Voice twines with guitar, sometimes piano, or both, in her original compositions. Marsh has loved music and singing her whole life, discovering and performing in the Minneapolis music scene as a teenager. In her 20s, she felt empowered by Indian classical dance. “It taught me, through the discipline and intention, that I could become a channel for energy,” Marsh recalls.

She bounced around the country and the world, and started writing songs in the late 1990s as catharsis. “That’s how it starts, usually. Your music is your medicine for yourself,” Marsh says. “I would sing myself lullabies.” She recorded her first CD in 2002, while living in the Bay Area. In Hawai’i soon after, Marsh found herself singing in isolated places. “I would have this incredible experience of nature listening to me,” she recalls. “It was so alive!”

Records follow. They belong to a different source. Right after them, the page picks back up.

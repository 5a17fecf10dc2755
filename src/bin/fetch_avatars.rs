//! Download missing character avatars into data/avatars/.
//! Run: cargo run --bin fetch_avatars [-- --limit N] [--concurrency N]

use std::path::PathBuf;

use akchars::assets::{fetch_avatars, AvatarOptions, DEFAULT_CONCURRENCY};
use akchars::config::Config;
use akchars::data::character::{load_characters, CHARS_FILE};
use akchars::fetch::HttpClient;
use anyhow::Context;
use clap::Parser;

#[derive(Debug, Parser)]
#[command(about = "Download missing character avatars")]
struct Args {
    #[arg(long, env = "AKCHARS_DATA_DIR")]
    data_dir: Option<PathBuf>,
    /// Stop after this many downloads
    #[arg(long)]
    limit: Option<usize>,
    #[arg(long, default_value_t = DEFAULT_CONCURRENCY)]
    concurrency: usize,
}

#[tokio::main]
async fn main() -> anyhow::Result<()> {
    let args = Args::parse();
    akchars::init_tracing();
    let mut config = Config::from_env();
    if let Some(data_dir) = args.data_dir {
        config.data_dir = data_dir;
    }
    let options = AvatarOptions {
        limit: args.limit,
        concurrency: args.concurrency.max(1),
    };

    let chars_path = config.data_path(CHARS_FILE);
    let chars = load_characters(&chars_path)
        .context("run fetch_chars first to create chars.json")?;

    let client = HttpClient::from_config(&config);
    let out_dir = config.avatars_dir();
    let report = fetch_avatars(&client, &config.avatar_base_url, &chars, &out_dir, options).await?;

    println!(
        "Avatars: {} downloaded, {} already present, {} failed ({})",
        report.downloaded,
        report.already_present,
        report.failed.len(),
        out_dir.display()
    );
    Ok(())
}
//! Tier label grammar and ordering.
//!
//! Labels are either `EX` or a base letter on the scale `F < E < D < C < B < A < S`
//! with an optional `+`/`-` modifier. The ordering value is what sorting and
//! minimum-tier filtering compare.

use std::cmp::Ordering;
use std::fmt;
use std::str::FromStr;

use thiserror::Error;

pub const BASE_ORDER: [char; 7] = ['F', 'E', 'D', 'C', 'B', 'A', 'S'];

pub const EX_VALUE: i32 = 100;
pub const UNPARSEABLE_VALUE: i32 = -100;
/// Used by sorting and group ranking for characters with no tier at all.
pub const UNTIERED_VALUE: i32 = -999;

#[derive(Debug, Clone, Copy, PartialEq, Eq, Hash)]
pub enum Modifier {
    Plus,
    Minus,
}

#[derive(Debug, Clone, Copy, PartialEq, Eq, Hash)]
pub enum Tier {
    Ex,
    Graded {
        base: char,
        modifier: Option<Modifier>,
    },
}

#[derive(Debug, Clone, PartialEq, Eq, Error)]
#[error("invalid tier label '{0}'")]
pub struct InvalidTier(pub String);

impl FromStr for Tier {
    type Err = InvalidTier;

    fn from_str(raw: &str) -> Result<Self, Self::Err> {
        let label = raw.trim();
        if label == "EX" {
            return Ok(Tier::Ex);
        }
        let mut chars = label.chars();
        let base = chars
            .next()
            .filter(|c| BASE_ORDER.contains(c))
            .ok_or_else(|| InvalidTier(raw.to_string()))?;
        let modifier = match chars.next() {
            None => None,
            Some('+') => Some(Modifier::Plus),
            Some('-') => Some(Modifier::Minus),
            Some(_) => return Err(InvalidTier(raw.to_string())),
        };
        if chars.next().is_some() {
            return Err(InvalidTier(raw.to_string()));
        }
        Ok(Tier::Graded { base, modifier })
    }
}

impl Tier {
    pub fn sort_value(&self) -> i32 {
        match self {
            Tier::Ex => EX_VALUE,
            Tier::Graded { base, modifier } => {
                let index = BASE_ORDER.iter().position(|b| b == base).unwrap_or(0) as i32;
                let shift = match modifier {
                    Some(Modifier::Plus) => 2,
                    Some(Modifier::Minus) => -2,
                    None => 0,
                };
                index * 10 + shift
            }
        }
    }

    pub fn base(&self) -> Option<char> {
        match self {
            Tier::Ex => None,
            Tier::Graded { base, .. } => Some(*base),
        }
    }
}

impl Ord for Tier {
    fn cmp(&self, other: &Self) -> Ordering {
        self.sort_value().cmp(&other.sort_value())
    }
}

impl PartialOrd for Tier {
    fn partial_cmp(&self, other: &Self) -> Option<Ordering> {
        Some(self.cmp(other))
    }
}

impl fmt::Display for Tier {
    fn fmt(&self, f: &mut fmt::Formatter<'_>) -> fmt::Result {
        match self {
            Tier::Ex => f.write_str("EX"),
            Tier::Graded { base, modifier } => {
                write!(f, "{base}")?;
                match modifier {
                    Some(Modifier::Plus) => f.write_str("+"),
                    Some(Modifier::Minus) => f.write_str("-"),
                    None => Ok(()),
                }
            }
        }
    }
}

/// Ordering value for a raw label; empty or unparseable labels sort at -100.
pub fn tier_sort_value(label: &str) -> i32 {
    label
        .parse::<Tier>()
        .map(|tier| tier.sort_value())
        .unwrap_or(UNPARSEABLE_VALUE)
}

/// Minimum-tier check. No minimum always passes; a minimum with no character
/// tier never does.
pub fn is_tier_equal_or_higher(char_tier: Option<&str>, min_tier: Option<&str>) -> bool {
    let Some(min_tier) = min_tier.map(str::trim).filter(|t| !t.is_empty()) else {
        return true;
    };
    let Some(char_tier) = char_tier.map(str::trim).filter(|t| !t.is_empty()) else {
        return false;
    };
    tier_sort_value(char_tier) >= tier_sort_value(min_tier)
}

#[cfg(test)]
mod tests {
    use super::*;

    #[test]
    fn ordering_is_total_over_the_scale() {
        let descending = [
            "EX", "S+", "S", "S-", "A+", "A", "A-", "B+", "B", "B-", "C+", "C", "C-", "D+", "D",
            "D-", "E+", "E", "E-", "F+", "F", "F-",
        ];
        for pair in descending.windows(2) {
            assert!(
                tier_sort_value(pair[0]) > tier_sort_value(pair[1]),
                "{} should rank above {}",
                pair[0],
                pair[1]
            );
        }
    }

    #[test]
    fn ex_sits_above_s_plus() {
        assert_eq!(tier_sort_value("EX"), 100);
        assert_eq!(tier_sort_value("S+"), 62);
        assert!("EX".parse::<Tier>().unwrap() > "S+".parse::<Tier>().unwrap());
    }

    #[test]
    fn unparseable_labels_sort_at_floor() {
        assert_eq!(tier_sort_value(""), UNPARSEABLE_VALUE);
        assert_eq!(tier_sort_value("SS"), UNPARSEABLE_VALUE);
        assert_eq!(tier_sort_value("Z"), UNPARSEABLE_VALUE);
        assert_eq!(tier_sort_value("a+"), UNPARSEABLE_VALUE);
        assert_eq!(tier_sort_value("A*"), UNPARSEABLE_VALUE);
    }

    #[test]
    fn labels_are_trimmed_before_parsing() {
        assert_eq!(tier_sort_value(" A- "), 48);
        assert_eq!(" EX".parse::<Tier>(), Ok(Tier::Ex));
    }

    #[test]
    fn equal_or_higher_is_reflexive() {
        for label in ["EX", "S+", "A", "B-", "F"] {
            assert!(is_tier_equal_or_higher(Some(label), Some(label)), "{label}");
        }
    }

    #[test]
    fn missing_tiers_only_pass_without_a_minimum() {
        assert!(is_tier_equal_or_higher(None, None));
        assert!(is_tier_equal_or_higher(Some("B"), None));
        assert!(is_tier_equal_or_higher(Some("B"), Some("")));
        assert!(!is_tier_equal_or_higher(None, Some("B")));
        assert!(!is_tier_equal_or_higher(Some("C+"), Some("B-")));
        assert!(is_tier_equal_or_higher(Some("EX"), Some("S+")));
    }

    #[test]
    fn display_round_trips_label() {
        for label in ["EX", "S+", "A", "D-"] {
            assert_eq!(label.parse::<Tier>().unwrap().to_string(), label);
        }
    }
}
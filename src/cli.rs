use std::ffi::OsString;
use std::fs;
use std::future::Future;
use std::path::PathBuf;

use clap::{Args, Parser, Subcommand};
use rand::SeedableRng;
use serde::Serialize;

use crate::catalog::{filter_chars, sort_by_tier, CharFilter};
use crate::config::Config;
use crate::data::character::{load_characters, Character, CHARS_FILE};
use crate::data::owned::{load_owned, save_owned, MergePolicy, OWNED_FILE};
use crate::data::registry::{record_dataset, REGISTRY_FILE};
use crate::fetch::HttpClient;
use crate::roster::{KroosterClient, RosterMatcher};
use crate::server;
use crate::tiers::missing::{find_missing_tiers, format_missing_report};
use crate::tiers::{generate_char_tiers, load_tier_map, TierSheetSource, CHAR_TIERS_FILE};

#[derive(Debug, Parser)]
#[command(name = "akchars", version, about = "Character catalog, tier list and roster tools")]
pub struct Cli {
    /// Directory holding chars.json, char_tiers.json, owned.json and friends
    #[arg(long, global = true, env = "AKCHARS_DATA_DIR")]
    pub data_dir: Option<PathBuf>,

    #[command(subcommand)]
    pub command: Command,
}

#[derive(Debug, Subcommand)]
pub enum Command {
    /// Serve the JSON API
    Serve {
        #[arg(long, env = "AKCHARS_BIND")]
        bind: Option<String>,
    },
    /// Rebuild char_tiers.json from the tier sheet or a local export
    Tiers(TiersArgs),
    /// Match a saved roster page against the catalog
    Match {
        #[arg(long)]
        html: PathBuf,
        /// Character list; defaults to chars.json in the data directory
        #[arg(long)]
        chars: Option<PathBuf>,
    },
    /// Import a Krooster roster into owned.json
    Import {
        username: String,
        /// Keep previously owned characters
        #[arg(long)]
        union: bool,
        /// Route the request through the configured alternates
        #[arg(long)]
        alternates: bool,
    },
    /// List catalog characters with no tier
    MissingTiers,
    /// Print the filtered catalog, best tier first
    Filter {
        #[arg(long)]
        rarity: Option<String>,
        #[arg(long)]
        profession: Option<String>,
        /// Minimum tier
        #[arg(long)]
        tier: Option<String>,
        #[arg(long)]
        search: Option<String>,
    },
}

#[derive(Debug, Args)]
pub struct TiersArgs {
    #[arg(long, env = "AKCHARS_SHEET_ID")]
    pub sheet_id: Option<String>,
    #[arg(long, env = "AKCHARS_SHEET_NAME")]
    pub sheet_name: Option<String>,
    #[arg(long, conflicts_with = "csv")]
    pub xlsx: Option<PathBuf>,
    /// Worksheet inside --xlsx (first sheet when omitted)
    #[arg(long, requires = "xlsx")]
    pub sheet: Option<String>,
    #[arg(long)]
    pub csv: Option<PathBuf>,
    /// Also print the map to stdout
    #[arg(long)]
    pub print: bool,
}

pub fn run_with_args<I, T>(args: I) -> i32
where
    I: IntoIterator<Item = T>,
    T: Into<OsString> + Clone,
{
    let cli = match Cli::try_parse_from(args) {
        Ok(cli) => cli,
        Err(err) => {
            let _ = err.print();
            return err.exit_code();
        }
    };

    let mut config = Config::from_env();
    if let Some(data_dir) = cli.data_dir {
        config.data_dir = data_dir;
    }

    match cli.command {
        Command::Serve { bind } => handle_serve(config, bind),
        Command::Tiers(args) => handle_tiers(&config, args),
        Command::Match { html, chars } => handle_match(&config, html, chars),
        Command::Import {
            username,
            union,
            alternates,
        } => handle_import(&config, &username, union, alternates),
        Command::MissingTiers => handle_missing_tiers(&config),
        Command::Filter {
            rarity,
            profession,
            tier,
            search,
        } => handle_filter(
            &config,
            CharFilter {
                rarity,
                profession,
                min_tier: tier,
                search,
            },
        ),
    }
}

fn block_on<F: Future>(future: F) -> Result<F::Output, std::io::Error> {
    let runtime = tokio::runtime::Builder::new_current_thread()
        .enable_all()
        .build()?;
    Ok(runtime.block_on(future))
}

fn print_json<T: Serialize + ?Sized>(value: &T) -> i32 {
    match serde_json::to_string_pretty(value) {
        Ok(json) => {
            println!("{json}");
            0
        }
        Err(err) => {
            eprintln!("failed to serialize output: {err}");
            1
        }
    }
}

fn load_catalog_chars(config: &Config) -> Option<Vec<Character>> {
    match load_characters(config.data_path(CHARS_FILE)) {
        Ok(chars) => Some(chars),
        Err(err) => {
            eprintln!("{err}");
            None
        }
    }
}

fn handle_serve(mut config: Config, bind: Option<String>) -> i32 {
    if let Some(bind) = bind {
        config.bind = bind;
    }
    let result = block_on(server::run_server(&config));
    match result {
        Ok(Ok(())) => 0,
        Ok(Err(err)) => {
            eprintln!("server error: {err}");
            1
        }
        Err(err) => {
            eprintln!("runtime error: {err}");
            1
        }
    }
}

fn handle_tiers(config: &Config, args: TiersArgs) -> i32 {
    let source = match (args.xlsx, args.csv) {
        (Some(path), _) => TierSheetSource::Xlsx {
            path,
            sheet: args.sheet,
        },
        (None, Some(path)) => TierSheetSource::Csv { path },
        (None, None) => TierSheetSource::Gviz {
            base_url: config.gviz_base_url.clone(),
            sheet_id: args.sheet_id.unwrap_or_else(|| config.sheet_id.clone()),
            sheet_name: args.sheet_name.unwrap_or_else(|| config.sheet_name.clone()),
        },
    };

    let client = HttpClient::from_config(config);
    let tiers = match block_on(generate_char_tiers(&client, &source, &config.data_dir)) {
        Ok(Ok(tiers)) => tiers,
        Ok(Err(err)) => {
            eprintln!("tier extraction failed: {err}");
            return 1;
        }
        Err(err) => {
            eprintln!("runtime error: {err}");
            return 1;
        }
    };

    println!(
        "Wrote {} character tiers to {}",
        tiers.len(),
        config.data_path(CHAR_TIERS_FILE).display()
    );
    if args.print {
        return print_json(&tiers);
    }
    0
}

fn handle_match(config: &Config, html: PathBuf, chars: Option<PathBuf>) -> i32 {
    let document = match fs::read_to_string(&html) {
        Ok(document) => document,
        Err(err) => {
            eprintln!("failed to read {}: {err}", html.display());
            return 1;
        }
    };
    let chars_path = chars.unwrap_or_else(|| config.data_path(CHARS_FILE));
    let chars = match load_characters(&chars_path) {
        Ok(chars) => chars,
        Err(err) => {
            eprintln!("{err}");
            return 1;
        }
    };

    print_json(&RosterMatcher::default().match_document(&document, &chars))
}

fn handle_import(config: &Config, username: &str, union: bool, via_alternates: bool) -> i32 {
    let Some(chars) = load_catalog_chars(config) else {
        return 1;
    };
    let client = KroosterClient::from_config(HttpClient::from_config(config), config);

    let fetched = block_on(async {
        if via_alternates {
            let mut rng = rand::rngs::StdRng::from_entropy();
            client
                .fetch_roster_via_alternates(username, &chars, &mut rng)
                .await
        } else {
            client.fetch_roster(username, &chars).await
        }
    });
    let roster = match fetched {
        Ok(Ok(roster)) => roster,
        Ok(Err(err)) => {
            eprintln!("roster fetch failed: {err}");
            return 1;
        }
        Err(err) => {
            eprintln!("runtime error: {err}");
            return 1;
        }
    };

    if roster.is_empty() {
        eprintln!("no characters matched for '{username}'; owned set left unchanged");
        return 1;
    }

    let owned_path = config.data_path(OWNED_FILE);
    let mut owned = match load_owned(&owned_path) {
        Ok(owned) => owned,
        Err(err) => {
            eprintln!("{err}");
            return 1;
        }
    };
    let policy = if union {
        MergePolicy::Union
    } else {
        MergePolicy::Replace
    };
    let source = format!("krooster:{username}");
    owned.apply(roster.ids(), policy, &source);

    if let Err(err) = save_owned(&owned_path, &owned) {
        eprintln!("{err}");
        return 1;
    }
    if let Err(err) = record_dataset(config.data_path(REGISTRY_FILE), "owned", &source, OWNED_FILE) {
        eprintln!("{err}");
        return 1;
    }

    println!(
        "Matched {} characters; {} owned in {}",
        roster.owned.len(),
        owned.len(),
        owned_path.display()
    );
    0
}

fn handle_missing_tiers(config: &Config) -> i32 {
    let Some(chars) = load_catalog_chars(config) else {
        return 1;
    };
    let tiers_path = config.data_path(CHAR_TIERS_FILE);
    if !tiers_path.exists() {
        eprintln!("{} not found; run `akchars tiers` first", tiers_path.display());
        return 1;
    }
    let tiers = match load_tier_map(&tiers_path) {
        Ok(tiers) => tiers,
        Err(err) => {
            eprintln!("{err}");
            return 1;
        }
    };

    let report = format_missing_report(&find_missing_tiers(&chars, &tiers));
    println!("{}", report.trim_end());
    0
}

fn handle_filter(config: &Config, filter: CharFilter) -> i32 {
    let Some(chars) = load_catalog_chars(config) else {
        return 1;
    };
    let tiers = match load_tier_map(config.data_path(CHAR_TIERS_FILE)) {
        Ok(tiers) => tiers,
        Err(err) => {
            eprintln!("{err}");
            return 1;
        }
    };
    let filtered = filter_chars(&chars, &filter, &tiers);
    print_json(&sort_by_tier(&filtered, &tiers))
}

That’s when songs started coming in dreams. One morning, in that sweet liminality between sleep and wake, Marsh heard a voice. “I’m sure it was the Christ, speaking to me, yelling,” she recalls. “He wanted to imprint a message upon me: Be fulfilled on your path!”

She started listening to A Course in Miracles. The spiritual study program “was undoing some part of my ego,” Marsh says. “I learned that I can create, not from misery, but from wholeness and joy.”

Evolving again, Marsh, hit the road, alighting in Nevada City after listening to KVMR Radio. “I wanted to live in a beautiful place where I could be around people and share music.” She arrived with a newly purchased Taylor guitar and $1,000. Since then, she has settled in Rough and Ready. Some of the “beautiful connections” she has formed included a band, Kalyani and Circle Up Music; plus musical tours, playing for local spiritual congregations and, most recently, composing music for meditation. Now working on her tenth album of “song gifts,” she feels blessed to overcome her fears and pursue her passions, because time is precious.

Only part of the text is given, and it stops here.